───── GIVEN DATA ─────

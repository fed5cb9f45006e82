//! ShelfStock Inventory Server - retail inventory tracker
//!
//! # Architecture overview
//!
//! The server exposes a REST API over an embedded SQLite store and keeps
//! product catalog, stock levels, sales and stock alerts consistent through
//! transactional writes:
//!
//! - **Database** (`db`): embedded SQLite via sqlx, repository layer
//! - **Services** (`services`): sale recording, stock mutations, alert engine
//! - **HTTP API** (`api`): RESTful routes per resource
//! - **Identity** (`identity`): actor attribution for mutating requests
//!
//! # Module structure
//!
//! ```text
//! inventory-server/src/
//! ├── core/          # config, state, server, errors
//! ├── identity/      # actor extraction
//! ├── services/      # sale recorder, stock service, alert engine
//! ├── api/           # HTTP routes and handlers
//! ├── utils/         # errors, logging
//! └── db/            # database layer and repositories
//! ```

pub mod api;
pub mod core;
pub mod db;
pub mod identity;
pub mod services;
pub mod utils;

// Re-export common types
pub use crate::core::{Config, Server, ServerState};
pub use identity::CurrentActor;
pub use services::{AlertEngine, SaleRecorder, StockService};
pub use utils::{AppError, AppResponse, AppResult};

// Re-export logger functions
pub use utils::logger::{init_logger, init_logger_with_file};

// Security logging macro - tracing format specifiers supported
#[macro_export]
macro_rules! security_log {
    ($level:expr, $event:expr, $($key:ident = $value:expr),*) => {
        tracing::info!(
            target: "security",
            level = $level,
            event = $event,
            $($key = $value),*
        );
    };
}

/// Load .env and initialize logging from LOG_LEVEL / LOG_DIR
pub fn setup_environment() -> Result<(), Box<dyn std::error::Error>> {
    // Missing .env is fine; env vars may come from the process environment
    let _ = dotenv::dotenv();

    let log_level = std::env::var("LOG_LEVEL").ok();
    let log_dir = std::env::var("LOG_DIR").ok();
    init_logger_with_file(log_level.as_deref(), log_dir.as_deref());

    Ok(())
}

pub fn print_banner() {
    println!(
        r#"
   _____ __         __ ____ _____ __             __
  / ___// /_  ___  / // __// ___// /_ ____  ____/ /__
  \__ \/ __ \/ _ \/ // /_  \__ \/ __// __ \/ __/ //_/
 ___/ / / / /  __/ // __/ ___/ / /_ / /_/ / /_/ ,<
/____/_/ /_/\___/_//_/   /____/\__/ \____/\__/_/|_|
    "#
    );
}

─────

> **ASSIGNMENT**
Your answer should be the whole listing above, repeated exactly as it appears.

> **RESPONSE AREA**
repository fed5cb9f45006e82
//! ShelfStock Inventory Server - retail inventory tracker
//!
//! # Architecture overview
//!
//! The server exposes a REST API over an embedded SQLite store and keeps
//! product catalog, stock levels, sales and stock alerts consistent through
//! transactional writes:
//!
//! - **Database** (`db`): embedded SQLite via sqlx, repository layer
//! - **Services** (`services`): sale recording, stock mutations, alert engine
//! - **HTTP API** (`api`): RESTful routes per resource
//! - **Identity** (`identity`): actor attribution for mutating requests
//!
//! # Module structure
//!
//! ```text
//! inventory-server/src/
//! ├── core/          # config, state, server, errors
//! ├── identity/      # actor extraction
//! ├── services/      # sale recorder, stock service, alert engine
//! ├── api/           # HTTP routes and handlers
//! ├── utils/         # errors, logging
//! └── db/            # database layer and repositories
//! ```

pub mod api;
pub mod core;
pub mod db;
pub mod identity;
pub mod services;
pub mod utils;

// Re-export common types
pub use crate::core::{Config, Server, ServerState};
pub use identity::CurrentActor;
pub use services::{AlertEngine, SaleRecorder, StockService};
pub use utils::{AppError, AppResponse, AppResult};

// Re-export logger functions
pub use utils::logger::{init_logger, init_logger_with_file};

// Security logging macro - tracing format specifiers supported
#[macro_export]
macro_rules! security_log {
    ($level:expr, $event:expr, $($key:ident = $value:expr),*) => {
        tracing::info!(
            target: "security",
            level = $level,
            event = $event,
            $($key = $value),*
        );
    };
}

/// Load .env and initialize logging from LOG_LEVEL / LOG_DIR
pub fn setup_environment() -> Result<(), Box<dyn std::error::Error>> {
    // Missing .env is fine; env vars may come from the process environment
    let _ = dotenv::dotenv();

    let log_level = std::env::var("LOG_LEVEL").ok();
    let log_dir = std::env::var("LOG_DIR").ok();
    init_logger_with_file(log_level.as_deref(), log_dir.as_deref());

    Ok(())
}

pub fn print_banner() {
    println!(
        r#"
   _____ __         __ ____ _____ __             __
  / ___// /_  ___  / // __// ___// /_ ____  ____/ /__
  \__ \/ __ \/ _ \/ // /_  \__ \/ __// __ \/ __/ //_/
 ___/ / / / /  __/ // __/ ___/ / /_ / /_/ / /_/ ,<
/____/_/ /_/\___/_//_/   /____/\__/ \____/\__/_/|_|
    "#
    );
}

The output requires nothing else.